In lung cancer, there are huge lists of reported proteins and genes, and a few biomarkers have been used extensively, and this is true in various cases to design the drug and the reason behind the resistance development. The PDB ID 6G77 entitled RSK4 N-terminal kinase domain has been used for various drug repurposing as it is a promoter for drug resistance and metastasis that can be an excellent option to treat as the target [21]. PDB ID 1AQ1 is Human Cyclin-Dependent Kinase 2 that participates in the DNA replication processes and cell division in all eukaryotes, including humans. CDK2 forms complexes with cyclin E in the G and G/S phases of the cell cycle [22]. In comparison, the PDBID 1K3A is an insulin-like growth factor 1 receptor kinase that participates in the therapeutic interventions managed by autophosphorylation within three sites of the kinase activation loop [23]. On the other hand, the fast growth of computational biology or bioinformatics has created a fantastic chance for designing Nobel molecules with features to remove the resistance to EGFR-specified sensitivity. Computational techniques for predicting drug candidates for the resistance to developed mutational and creating resistance-evading medications have proved highly reliable. The molecular modelling approach is molecular docking, which is used to investigate the interaction between the 3-D structures of a ligand and a receptor and how the ligand binds firmly in the active region of the receptor. It also helps with the virtual screening of a chemical library during the pre-clinical stage of drug development. When there are numerous compounds to examine and access to physical samples is limited, the evaluation of absorption, distribution, metabolism, and excretion (ADME) in drug development is included early in the discovery phase [24,25,26,27,28,29].

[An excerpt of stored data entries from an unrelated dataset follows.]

use actix_cors::Cors;
use actix_web::http::{header, Method};

use crate::config::Settings;

fn is_localhost(origin: &str) -> bool {
    url::Url::parse(origin)
        .ok()
        .and_then(|u| u.host_str().map(|h| h == "localhost" || h == "127.0.0.1"))
        .unwrap_or(false)
}

/// CORS policy: the configured allow-list, plus any localhost origin outside production.
pub fn cors(settings: &Settings) -> Cors {
    let allowed = settings.cors.allowed_origins.clone();
    let allow_localhost = settings.cors.allow_localhost && !settings.is_production();

    Cors::default()
        .allowed_origin_fn(move |origin, _req| {
            let Ok(origin) = origin.to_str() else {
                return false;
            };
            if allowed.iter().any(|o| o == origin) || (allow_localhost && is_localhost(origin)) {
                true
            } else {
                tracing::warn!(%origin, "CORS origin rejected");
                false
            }
        })
        .allowed_methods([
            Method::GET,
            Method::POST,
            Method::PUT,
            Method::PATCH,
            Method::DELETE,
            Method::OPTIONS,
        ])
        .allowed_headers([header::AUTHORIZATION, header::CONTENT_TYPE, header::ACCEPT])
        .supports_credentials()
        .max_age(3600)
}
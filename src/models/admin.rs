use std::fmt;
use std::str::FromStr;

use chrono::{DateTime, Utc};
use serde::{Deserialize, Serialize};
use uuid::Uuid;

#[derive(Debug, Clone, Copy, Serialize, Deserialize, PartialEq, Eq)]
#[serde(rename_all = "snake_case")]
pub enum AdminRole {
    SuperAdmin,
    Admin,
}

impl AdminRole {
    pub fn as_str(&self) -> &'static str {
        match self {
            AdminRole::SuperAdmin => "super_admin",
            AdminRole::Admin => "admin",
        }
    }
}

impl fmt::Display for AdminRole {
    fn fmt(&self, f: &mut fmt::Formatter<'_>) -> fmt::Result {
        f.write_str(self.as_str())
    }
}

impl FromStr for AdminRole {
    type Err = String;

    fn from_str(s: &str) -> Result<Self, Self::Err> {
        match s {
            "super_admin" => Ok(AdminRole::SuperAdmin),
            "admin" => Ok(AdminRole::Admin),
            other => Err(format!("unknown admin role: {}", other)),
        }
    }
}

#[derive(Debug, Clone, Serialize, Deserialize)]
#[serde(rename_all = "camelCase")]
pub struct HospitalAdmin {
    pub id: Uuid,
    pub admin_id: String,
    pub last_name: String,
    pub first_name: String,
    pub email: String,
    pub phone: Option<String>,
    pub hospital_id: Uuid,
    pub role: AdminRole,
    #[serde(skip_serializing, default)]
    pub password_hash: String,
    pub is_active: bool,
    pub last_login: Option<DateTime<Utc>>,
    pub created_at: DateTime<Utc>,
}

#[derive(Debug, Clone)]
pub struct NewHospitalAdmin {
    pub admin_id: String,
    pub last_name: String,
    pub first_name: String,
    pub email: String,
    pub phone: Option<String>,
    pub hospital_id: Uuid,
    pub role: AdminRole,
    pub password_hash: String,
}
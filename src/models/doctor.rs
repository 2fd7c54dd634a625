use chrono::{DateTime, Utc};
use serde::{Deserialize, Serialize};
use uuid::Uuid;
use validator::Validate;

use super::hospital::HospitalRef;

#[derive(Debug, Clone, Serialize, Deserialize, sqlx::FromRow)]
#[serde(rename_all = "camelCase")]
pub struct Doctor {
    pub id: Uuid,
    pub doctor_id: String,
    pub first_name: String,
    pub last_name: String,
    pub email: String,
    pub phone: Option<String>,
    pub specialty: String,
    pub department: Option<String>,
    pub hospital_id: Uuid,
    #[serde(skip_serializing, default)]
    pub password_hash: String,
    pub is_active: bool,
    pub last_login: Option<DateTime<Utc>>,
    pub created_at: DateTime<Utc>,
}

#[derive(Debug, Clone, Serialize, Deserialize)]
#[serde(rename_all = "camelCase")]
pub struct DoctorView {
    #[serde(flatten)]
    pub doctor: Doctor,
    pub hospital: HospitalRef,
}

#[derive(Debug, Clone, Serialize, Deserialize, PartialEq)]
#[serde(rename_all = "camelCase")]
pub struct DoctorRef {
    pub first_name: String,
    pub last_name: String,
    pub specialty: String,
}

impl From<&Doctor> for DoctorRef {
    fn from(doctor: &Doctor) -> Self {
        Self {
            first_name: doctor.first_name.clone(),
            last_name: doctor.last_name.clone(),
            specialty: doctor.specialty.clone(),
        }
    }
}

#[derive(Debug, Clone, Deserialize, Validate)]
#[serde(rename_all = "camelCase")]
pub struct CreateDoctorRequest {
    pub doctor_id: Option<String>,
    #[validate(length(min = 1))]
    pub first_name: String,
    #[validate(length(min = 1))]
    pub last_name: String,
    #[validate(email)]
    pub email: String,
    pub phone: Option<String>,
    #[validate(length(min = 1))]
    pub specialty: String,
    pub department: Option<String>,
    #[validate(length(min = 8, message = "password must be at least 8 characters"))]
    pub password: String,
}

#[derive(Debug, Clone)]
pub struct NewDoctor {
    pub doctor_id: String,
    pub first_name: String,
    pub last_name: String,
    pub email: String,
    pub phone: Option<String>,
    pub specialty: String,
    pub department: Option<String>,
    pub hospital_id: Uuid,
    pub password_hash: String,
}
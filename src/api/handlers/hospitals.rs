use actix_web::{web, HttpResponse};
use validator::Validate;

use crate::api::{created, list, ok};
use crate::auth::{AuthenticatedUser, Role};
use crate::error::{ApiError, ApiResult};
use crate::models::NewHospital;
use crate::AppState;

pub async fn list_hospitals(state: web::Data<AppState>) -> ApiResult<HttpResponse> {
    Ok(list(state.store.list_hospitals().await?))
}

pub async fn get_hospital(state: web::Data<AppState>, code: web::Path<String>) -> ApiResult<HttpResponse> {
    let code = code.into_inner();
    let hospital = state
        .store
        .find_hospital_by_code(&code)
        .await?
        .ok_or_else(|| ApiError::NotFound(format!("hospital {} not found", code)))?;
    Ok(ok(hospital))
}

pub async fn create_hospital(
    state: web::Data<AppState>,
    user: AuthenticatedUser,
    body: web::Json<NewHospital>,
) -> ApiResult<HttpResponse> {
    user.require_role(&[Role::SuperAdmin])?;
    let request = body.into_inner().normalized();
    request.validate()?;
    let hospital = state.store.create_hospital(request).await?;
    tracing::info!(code = %hospital.code, "hospital created");
    Ok(created(hospital, "hospital created"))
}
//! Patient, doctor and consultation identifiers, USSD short codes and patient cards.

use chrono::{DateTime, Datelike, Utc};
use rand::Rng;
use serde::{Deserialize, Serialize};
use serde_json::json;

use crate::models::Patient;

pub const PATIENT_ID_PREFIX: &str = "BJ";
pub const USSD_SERVICE: &str = "789";

/// `BJ` + year + a zero-padded sequence in 1..=9999, e.g. `BJ20250042`.
pub fn generate_patient_id<R: Rng + ?Sized>(year: i32, rng: &mut R) -> String {
    let sequence: u32 = rng.gen_range(1..=9999);
    format!("{}{:04}{:04}", PATIENT_ID_PREFIX, year, sequence)
}

/// Patient IDs are case-insensitive on input and stored uppercase.
pub fn normalize_patient_id(raw: &str) -> String {
    raw.trim().to_uppercase()
}

/// Matches `^BJ\d{8}$`.
pub fn is_valid_patient_id(candidate: &str) -> bool {
    candidate
        .strip_prefix(PATIENT_ID_PREFIX)
        .map_or(false, |digits| digits.len() == 8 && digits.bytes().all(|b| b.is_ascii_digit()))
}

pub fn generate_consultation_id<R: Rng + ?Sized>(now: DateTime<Utc>, rng: &mut R) -> String {
    let serial: u32 = rng.gen_range(0..1_000_000);
    format!("CONS-{}-{:06}", now.year(), serial)
}

/// Next `MED-<code>-NNNN` for a hospital, one past the highest sequence
/// already in use so hand-picked IDs in the same series are skipped.
pub fn next_doctor_sequence<'a>(hospital_code: &str, existing: impl IntoIterator<Item = &'a str>) -> u32 {
    let prefix = format!("MED-{}-", hospital_code);
    let mut count = 0;
    let mut highest = 0;
    for id in existing {
        count += 1;
        let sequence = id
            .strip_prefix(&prefix)
            .and_then(|suffix| suffix.parse::<u32>().ok())
            .unwrap_or(0);
        highest = highest.max(sequence);
    }
    highest.max(count) + 1
}

pub fn doctor_id(hospital_code: &str, sequence: u32) -> String {
    format!("MED-{}-{:04}", hospital_code, sequence)
}

pub fn ussd_code(patient_id: &str) -> String {
    format!("*{}*{}#", USSD_SERVICE, patient_id)
}

/// Data the patient carries: their ID, the USSD short code and the QR payload.
#[derive(Debug, Clone, Serialize, Deserialize, PartialEq)]
#[serde(rename_all = "camelCase")]
pub struct PatientCard {
    pub patient_id: String,
    pub ussd_code: String,
    /// JSON text the client renders as a QR code.
    pub qr_payload: String,
}

impl PatientCard {
    pub fn for_patient(patient: &Patient, issued_at: DateTime<Utc>) -> Self {
        let payload = json!({
            "patientId": patient.patient_id,
            "lastName": patient.last_name,
            "firstName": patient.first_name,
            "hospital": patient.primary_hospital,
            "timestamp": issued_at.timestamp_millis(),
        });
        Self {
            patient_id: patient.patient_id.clone(),
            ussd_code: ussd_code(&patient.patient_id),
            qr_payload: payload.to_string(),
        }
    }
}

In this study, we have identified three important protein targets of lung cancer, screened the drug bank against each, and identified the potential drug candidate 5-nitroindazole as a multitargeted inhibitor against lung cancer proteins. Further, we extended our analysis for the ADMET and fingerprinting, and after getting satisfactory results, we simulated the system in water for 100 ns in the NVT ensemble and analysed various constraints for all three complexes.
Methods
We have downloaded the drug library from Drug Bank, proteins from PDB, and docked. The study extended to multiple directions to explore the drug candidate’s suitability. The same has been plotted in Fig. 1 to understand the methods easily. Further, the detailed methods are as follows-
The workflow of the complete study; graphical abstract showing the methods to identify the 5-nitroindazole as a multitargeted inhibitor against lung cancer
Protein preparation
We mined various through various literature and identified the protein targets responsible for an essential role in the case of lung cancer. The identified proteins were RSK4 N-terminal kinase domain, human cyclin-dependent Kinase 2, and insulin-like growth factor 1 receptor kinase that further was downloaded from the https://www.rcsb.org/ database and their PDBID were- 6G77, 1AQ1, and 1K3A, and imported into the workspace of Schrödinger Maestro for preparation using the Protein Preparation Wizard [21,22,23, 30, 31]. PDBID: 6G77 has two chains, A and B, with solvent and other metals/ ions, and after preparation, we kept only clean chain A, and removed chain B, solvent and other metals/ions. In PDBID: 1AQ1 and 1K3A have only chain A and solvents. We deleted solvent from the protein during preparation and kept only chain A for the subsequent study. We maintained the same parameters for all proteins throughout the preparation process, and we chose the preprocess workspace structure tab to assign bonds using the CCD tool. We added H-atoms, created zero-order and disulfide bonds, converted selenomethionines to methionines, filled in missing side chains, and loops using Prime, and generated het states using Epik at pH 7.0 to ± 2.0. [30, 32, 33]. We also refined our structure using crystal symmetry and optimised and removed water energy. Further, each PDB structure was minimised with the OPLS4 force field [34].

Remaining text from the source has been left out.